The (non) rain delay, Billy Bucks and a rookie’s solid debut
It was an interesting week in the world of major league baseball. My wife and I headed for Progressive Field last Saturday to take in the Indians and Rays game. One purpose of the trip was to get the free giveaway. Who wouldn’t want a Francisco Lindor bobblehead?
The main purpose however, was the chance to take in a big league game and I was soon wondering if that was going to happen. After the Rays took batting practice the grounds crew unrolled the tarp in left field. Something was afoot! Other members of the crew drug the infield, put down the foul lines and watered the dirt.
Then they did what I feared… they put the tarp over the field.
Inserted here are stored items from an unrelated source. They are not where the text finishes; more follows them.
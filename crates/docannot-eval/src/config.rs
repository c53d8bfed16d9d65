//! Parser configuration loaded from TOML.
//!
//! Hosts that don't want to build a [`ParserContext`] by hand can describe
//! imports and ignore lists in a `.docannot.toml` (or `docannot.toml`) file:
//!
//! ```toml
//! namespace = "App\\Entity"
//! ignored_names = ["api", "internal"]
//! ignored_namespaces = ["Vendor\\Tooling"]
//! target = ["CLASS"]
//!
//! [imports]
//! route = "App\\Annotation\\Route"
//! orm = "Acme\\ORM\\Mapping"
//! ```
//!
//! All keys are optional. `standard_ignores` defaults to `true`.

use std::collections::BTreeMap;
use std::path::{Path, PathBuf};

use serde::Deserialize;

use crate::context::{ImportTable, ParserContext};
use crate::target::Target;

/// File names looked up by [`ParserConfig::discover`], in order.
pub const CONFIG_FILE_NAMES: [&str; 2] = [".docannot.toml", "docannot.toml"];

#[derive(Debug, thiserror::Error)]
pub enum ConfigError {
    #[error("You must either use default namespaces or imports, but not both")]
    MixedResolution,

    #[error("Failed to read config file {}: {source}", .path.display())]
    Read {
        path: PathBuf,
        #[source]
        source: std::io::Error,
    },

    #[error("Failed to parse config: {0}")]
    Parse(#[from] toml::de::Error),

    #[error("Invalid Target \"{0}\". Available targets: [{1}]")]
    UnknownTarget(String, String),
}

/// TOML-friendly intermediate representation (all fields optional).
#[derive(Debug, Deserialize, Default)]
#[serde(deny_unknown_fields)]
struct ConfigFile {
    imports: Option<BTreeMap<String, String>>,
    /// Fallback namespace for names without an import.
    namespace: Option<String>,
    /// Default namespaces; cannot be combined with `imports`.
    namespaces: Option<Vec<String>>,
    ignored_names: Option<Vec<String>>,
    ignored_namespaces: Option<Vec<String>>,
    ignore_not_imported: Option<bool>,
    standard_ignores: Option<bool>,
    target: Option<Vec<String>>,
}

#[derive(Debug, Clone, PartialEq)]
pub struct ParserConfig {
    pub imports: BTreeMap<String, String>,
    pub namespace: Option<String>,
    pub namespaces: Vec<String>,
    pub ignored_names: Vec<String>,
    pub ignored_namespaces: Vec<String>,
    pub ignore_not_imported: bool,
    pub standard_ignores: bool,
    pub target: Target,
}

impl Default for ParserConfig {
    fn default() -> Self {
        Self {
            imports: BTreeMap::new(),
            namespace: None,
            namespaces: Vec::new(),
            ignored_names: Vec::new(),
            ignored_namespaces: Vec::new(),
            ignore_not_imported: false,
            standard_ignores: true,
            target: Target::empty(),
        }
    }
}

impl ParserConfig {
    pub fn new() -> Self {
        Self::default()
    }

    /// Parses configuration from a TOML string.
    pub fn from_toml_str(toml_str: &str) -> Result<Self, ConfigError> {
        let file: ConfigFile = toml::from_str(toml_str)?;
        let defaults = Self::default();

        let mut target = Target::empty();
        for literal in file.target.unwrap_or_default() {
            match Target::from_literal(&literal) {
                Some(bits) => target |= bits,
                None => {
                    return Err(ConfigError::UnknownTarget(
                        literal,
                        Target::available_literals(),
                    ));
                }
            }
        }

        let config = Self {
            imports: file.imports.unwrap_or_default(),
            namespace: file.namespace,
            namespaces: file.namespaces.unwrap_or_default(),
            ignored_names: file.ignored_names.unwrap_or_default(),
            ignored_namespaces: file.ignored_namespaces.unwrap_or_default(),
            ignore_not_imported: file.ignore_not_imported.unwrap_or(defaults.ignore_not_imported),
            standard_ignores: file.standard_ignores.unwrap_or(defaults.standard_ignores),
            target,
        };

        if !config.namespaces.is_empty()
            && (!config.imports.is_empty() || config.namespace.is_some())
        {
            return Err(ConfigError::MixedResolution);
        }
        Ok(config)
    }

    /// Loads configuration from a specific file.
    pub fn load_from_file(path: &Path) -> Result<Self, ConfigError> {
        let content = std::fs::read_to_string(path).map_err(|source| ConfigError::Read {
            path: path.to_path_buf(),
            source,
        })?;
        Self::from_toml_str(&content)
    }

    /// Walks up from `start_dir` and loads the first config file found.
    /// Returns the defaults when there is none.
    pub fn discover(start_dir: impl AsRef<Path>) -> Result<Self, ConfigError> {
        match Self::find_config(start_dir) {
            Some(path) => {
                tracing::debug!(path = %path.display(), "loading parser config");
                Self::load_from_file(&path)
            }
            None => Ok(Self::default()),
        }
    }

    fn find_config(start_dir: impl AsRef<Path>) -> Option<PathBuf> {
        let mut dir = start_dir.as_ref().to_path_buf();
        if let Ok(abs) = dir.canonicalize() {
            dir = abs;
        }

        loop {
            for name in CONFIG_FILE_NAMES {
                let candidate = dir.join(name);
                if candidate.is_file() {
                    return Some(candidate);
                }
            }
            if !dir.pop() {
                return None;
            }
        }
    }

    /// Builds a [`ParserContext`] labelled `description`.
    pub fn context(&self, description: impl Into<String>) -> Result<ParserContext, ConfigError> {
        let mut ctx = ParserContext::new(description)
            .with_target(self.target)
            .with_ignored_names(self.ignored_names.iter().cloned())
            .ignore_not_imported(self.ignore_not_imported);

        if self.standard_ignores {
            ctx = ctx.with_standard_ignores();
        }
        for namespace in &self.ignored_namespaces {
            ctx = ctx.with_ignored_namespace(namespace.clone());
        }

        if !self.namespaces.is_empty() {
            for namespace in &self.namespaces {
                ctx = ctx.with_default_namespace(namespace.clone())?;
            }
            return Ok(ctx);
        }

        let mut imports = ImportTable::new();
        for (alias, type_name) in &self.imports {
            imports.insert(alias, type_name.clone());
        }
        let mut ctx = ctx.with_imports(imports)?;
        if let Some(namespace) = &self.namespace {
            ctx = ctx.with_namespace_fallback(namespace.clone())?;
        }
        Ok(ctx)
    }
}
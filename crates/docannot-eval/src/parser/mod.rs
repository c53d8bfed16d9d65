//! Recursive-descent parser for annotations in documentation comments.
//!
//! ```text
//! Annotations     ::= Annotation {[ "*" ]* [Annotation]}*
//! Annotation      ::= "@" AnnotationName MethodCall
//! AnnotationName  ::= QualifiedName | SimpleName
//! MethodCall      ::= ["(" [Values] ")"]
//! Values          ::= Value {"," Value}* [","]
//! Value           ::= PlainValue | FieldAssignment
//! PlainValue      ::= integer | string | float | boolean | null
//!                   | Array | Annotation | Constant
//! FieldAssignment ::= identifier ("=" | ":") PlainValue
//! Array           ::= "{" ArrayEntry {"," ArrayEntry}* [","] "}"
//! ArrayEntry      ::= Value | KeyValuePair
//! KeyValuePair    ::= (identifier | string | integer | Constant) ("=" | ":") PlainValue
//! ```
//!
//! Name resolution, metadata lookup, validation and instantiation happen
//! while parsing: whether an annotation is skipped decides how the rest of
//! the text is scanned.

mod annotation;
mod values;

use docannot_syntax::{Annotation, AnnotationError, AnnotationResult, DocLexer, TokenKind};
use once_cell::sync::Lazy;

use crate::context::ParserContext;
use crate::metadata::MetadataCache;
use crate::registry::TypeRegistry;

/// Default limit for nested annotations and arrays.
pub const DEFAULT_MAX_NESTING: usize = 256;

/// Environment variable overriding [`DEFAULT_MAX_NESTING`].
pub const MAX_NESTING_ENV: &str = "DOCANNOT_MAX_NESTING";

static MAX_NESTING: Lazy<usize> =
    Lazy::new(|| max_nesting_from(std::env::var(MAX_NESTING_ENV).ok().as_deref()));

fn max_nesting_from(setting: Option<&str>) -> usize {
    setting
        .and_then(|s| s.trim().parse().ok())
        .unwrap_or(DEFAULT_MAX_NESTING)
}

/// Parses annotations out of documentation comments.
///
/// A parser borrows its collaborators and holds no per-call state, so one
/// instance can serve many docblocks and threads. Everything a call needs
/// beyond the collaborators comes from the [`ParserContext`].
///
/// # Example
///
/// ```rust
/// use docannot_eval::{DocParser, MetadataCache, ParserContext, StaticRegistry, TypeDef};
///
/// let registry = StaticRegistry::new()
///     .with_type(TypeDef::annotation("App\\Route").typed_field("path", "/** @var string */"));
/// let cache = MetadataCache::new();
/// let parser = DocParser::new(&registry, &cache);
///
/// let ctx = ParserContext::new("method App\\Controller::index()")
///     .with_import("route", "App\\Route")
///     .unwrap();
/// let annotations = parser.parse(r#"/** @Route("/home") */"#, &ctx).unwrap();
///
/// assert_eq!(annotations.len(), 1);
/// assert_eq!(annotations[0].get("path").and_then(|v| v.as_str()), Some("/home"));
/// ```
pub struct DocParser<'a> {
    registry: &'a dyn TypeRegistry,
    metadata: &'a MetadataCache,
    max_depth: usize,
}

impl<'a> DocParser<'a> {
    pub fn new(registry: &'a dyn TypeRegistry, metadata: &'a MetadataCache) -> Self {
        Self {
            registry,
            metadata,
            max_depth: *MAX_NESTING,
        }
    }

    pub fn with_max_depth(mut self, max_depth: usize) -> Self {
        self.max_depth = max_depth;
        self
    }

    pub fn max_depth(&self) -> usize {
        self.max_depth
    }

    /// Parses every annotation in `input`.
    ///
    /// Text before the first `@` that starts the line or follows a space,
    /// tab or `*` is ignored, as are tokens between annotations. Returns an
    /// empty list when there is no such `@`.
    pub fn parse(&self, input: &str, ctx: &ParserContext) -> AnnotationResult<Vec<Annotation>> {
        let Some(start) = find_initial_position(input) else {
            return Ok(Vec::new());
        };
        let text = input[start..].trim_matches(|c| c == '*' || c == ' ' || c == '/');

        let mut session = Session::new(self, ctx, text);
        tracing::trace!(
            tokens = session.lexer.tokens().len(),
            context = %ctx.description(),
            "parsing docblock"
        );
        session.lexer.move_next();
        session.annotations()
    }
}

/// Byte offset of the first `@` at the start of `input` or right after a
/// space, tab or `*`.
fn find_initial_position(input: &str) -> Option<usize> {
    let bytes = input.as_bytes();
    bytes.iter().enumerate().find_map(|(i, &b)| {
        let boundary = i == 0 || matches!(bytes[i - 1], b' ' | b'\t' | b'*');
        (b == b'@' && boundary).then_some(i)
    })
}

/// State of one `parse` call.
struct Session<'p, 'a> {
    parser: &'p DocParser<'a>,
    ctx: &'p ParserContext,
    lexer: DocLexer,
    depth: usize,
}

const CLASS_IDENTIFIERS: [TokenKind; 4] = [
    TokenKind::Identifier,
    TokenKind::True,
    TokenKind::False,
    TokenKind::Null,
];

impl<'p, 'a> Session<'p, 'a> {
    fn new(parser: &'p DocParser<'a>, ctx: &'p ParserContext, text: &str) -> Self {
        let mut lexer = DocLexer::new();
        lexer.set_input(text);
        Self {
            parser,
            ctx,
            lexer,
            depth: 0,
        }
    }

    fn registry(&self) -> &'a dyn TypeRegistry {
        self.parser.registry
    }

    fn type_exists(&self, name: &str) -> bool {
        self.parser.metadata.type_exists(name, self.parser.registry)
    }

    fn enter(&mut self) -> AnnotationResult<()> {
        if self.depth >= self.parser.max_depth {
            let position = self.lexer.lookahead().map(|t| t.position).unwrap_or(0);
            return Err(AnnotationError::syntax(
                format!(
                    "Maximum nesting depth of {} exceeded at position {}",
                    self.parser.max_depth, position
                ),
                Some(position),
                self.ctx.description(),
            ));
        }
        self.depth += 1;
        Ok(())
    }

    fn leave(&mut self) {
        self.depth = self.depth.saturating_sub(1);
    }

    /// Consumes the lookahead if it is of `kind`.
    fn match_token(&mut self, kind: TokenKind) -> AnnotationResult<()> {
        if !self.lexer.is_next_token(kind) {
            return Err(self.syntax_error(kind.display_name()));
        }
        self.lexer.move_next();
        Ok(())
    }

    fn match_any(&mut self, kinds: &[TokenKind]) -> AnnotationResult<()> {
        if !self.lexer.is_next_token_any(kinds) {
            let expected: Vec<&str> = kinds.iter().map(|k| k.display_name()).collect();
            return Err(self.syntax_error(&expected.join(" or ")));
        }
        self.lexer.move_next();
        Ok(())
    }

    /// Value of the token consumed last.
    fn token_value(&self) -> String {
        self.lexer
            .token()
            .map(|t| t.value.clone())
            .unwrap_or_default()
    }

    fn syntax_error(&self, expected: &str) -> AnnotationError {
        let (found, position) = match self.lexer.lookahead() {
            Some(token) => (
                format!("'{}' at position {}", token.value, token.position),
                Some(token.position),
            ),
            None => ("end of string".to_string(), None),
        };
        self.syntax_error_at(format!("Expected {}, got {}", expected, found), position)
    }

    fn syntax_error_at(&self, message: String, position: Option<usize>) -> AnnotationError {
        let description = self.ctx.description();
        let message = if description.is_empty() {
            format!("{}.", message)
        } else {
            format!("{} in {}.", message, description)
        };
        AnnotationError::syntax(message, position, description)
    }

    /// Annotations ::= Annotation {[ "*" ]* [Annotation]}*
    fn annotations(&mut self) -> AnnotationResult<Vec<Annotation>> {
        let mut annotations = Vec::new();

        while let Some(lookahead) = self.lexer.lookahead() {
            if lookahead.kind != TokenKind::At {
                self.lexer.move_next();
                continue;
            }

            // `@` glued to the previous token, as in an e-mail address
            let at_position = lookahead.position;
            if self.lexer.token().is_some() && self.lexer.next_token_is_adjacent() {
                self.lexer.move_next();
                continue;
            }

            let starts_name = self.lexer.glimpse().is_some_and(|next| {
                next.position == at_position + 1
                    && (next.kind == TokenKind::NamespaceSeparator
                        || next.kind.is_class_identifier())
            });
            if !starts_name {
                self.lexer.move_next();
                continue;
            }

            tracing::trace!(position = at_position, "annotation start");
            if let Some(annotation) = self.annotation(false)? {
                annotations.push(annotation);
            }
        }

        Ok(annotations)
    }
}

#[cfg(test)]
mod tests {
    use super::*;

    #[test]
    fn test_max_nesting_setting() {
        assert_eq!(max_nesting_from(None), DEFAULT_MAX_NESTING);
        assert_eq!(max_nesting_from(Some("32")), 32);
        assert_eq!(max_nesting_from(Some(" 8 ")), 8);
        assert_eq!(max_nesting_from(Some("deep")), DEFAULT_MAX_NESTING);
    }

    #[test]
    fn test_initial_position_requires_boundary() {
        assert_eq!(find_initial_position("@Foo"), Some(0));
        assert_eq!(find_initial_position("/** @Foo */"), Some(4));
        assert_eq!(find_initial_position("*@Foo"), Some(1));
        assert_eq!(find_initial_position("mail@example.com"), None);
        assert_eq!(find_initial_position("mail@example.com @Foo"), Some(17));
        assert_eq!(find_initial_position("no annotations"), None);
    }
}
Obviously they knew something we didn’t. Eventually a voice came over the P.A. and announced that a couple of storms were in the area and headed our way. The start of the game would be delayed.
That was fine except for one thing. It never really rained! The game was supposed to begin at 4:10. It finally rained hard enough to “possibly”delay a game sometime around 6 p.m. By then, five innings could easily have been completed. Instead we had to wait until nearly 7 p.m. for any baseball action.
We were sitting in front of the District crowd in right field. That is a $15 standing room only ticket where your first beer is free. No shortage of takers for those spots. We chuckled at the thought of standing for hours, though these folks were perfectly content to sip their drinks, hoping that the baseball game would not distract them from their main purpose for being there.
To quote Chris Berman: “Oddibe Young Again McDowell!”
There didn’ seem to be much unhappiness from the crowd during the non-rain, rain delay. I was getting frustrated however. I don’ want to be too critical of the Indians brass as they did what they thought was best, but this time they messed up. The “pate”words came to mind as we all sat and waited.
Baseball fans all know that in official scoring mores one cannot anticipate a double play. Many a middle infielder has been saved an error on a bad throw because of that rule. Likewise, games are usually not delayed because rain is anticipated. After all, storms have been known to dissipate.
Here’s one final word on a very unusual day. A beer vendor strolled down the aisle announcing that it was the last call for alcohol. The game was in the first inning! Hopefully the district crowd had already been fortified.
Bill Buckner passed away this week. The former Red Sox first baseman was the most vilified man in the game (with the possible exception of Steve Bartman) as his error against the Mets contributed to the Sox losing the 1986 World Series.
Billy Bucks was a very good baseball player. He was a great hitter and didn’t deserve the alienation of Red Sox nation. A former player once said that if the fans could see what Buckner had to go through every day just to be able to play, they might feel differently about him.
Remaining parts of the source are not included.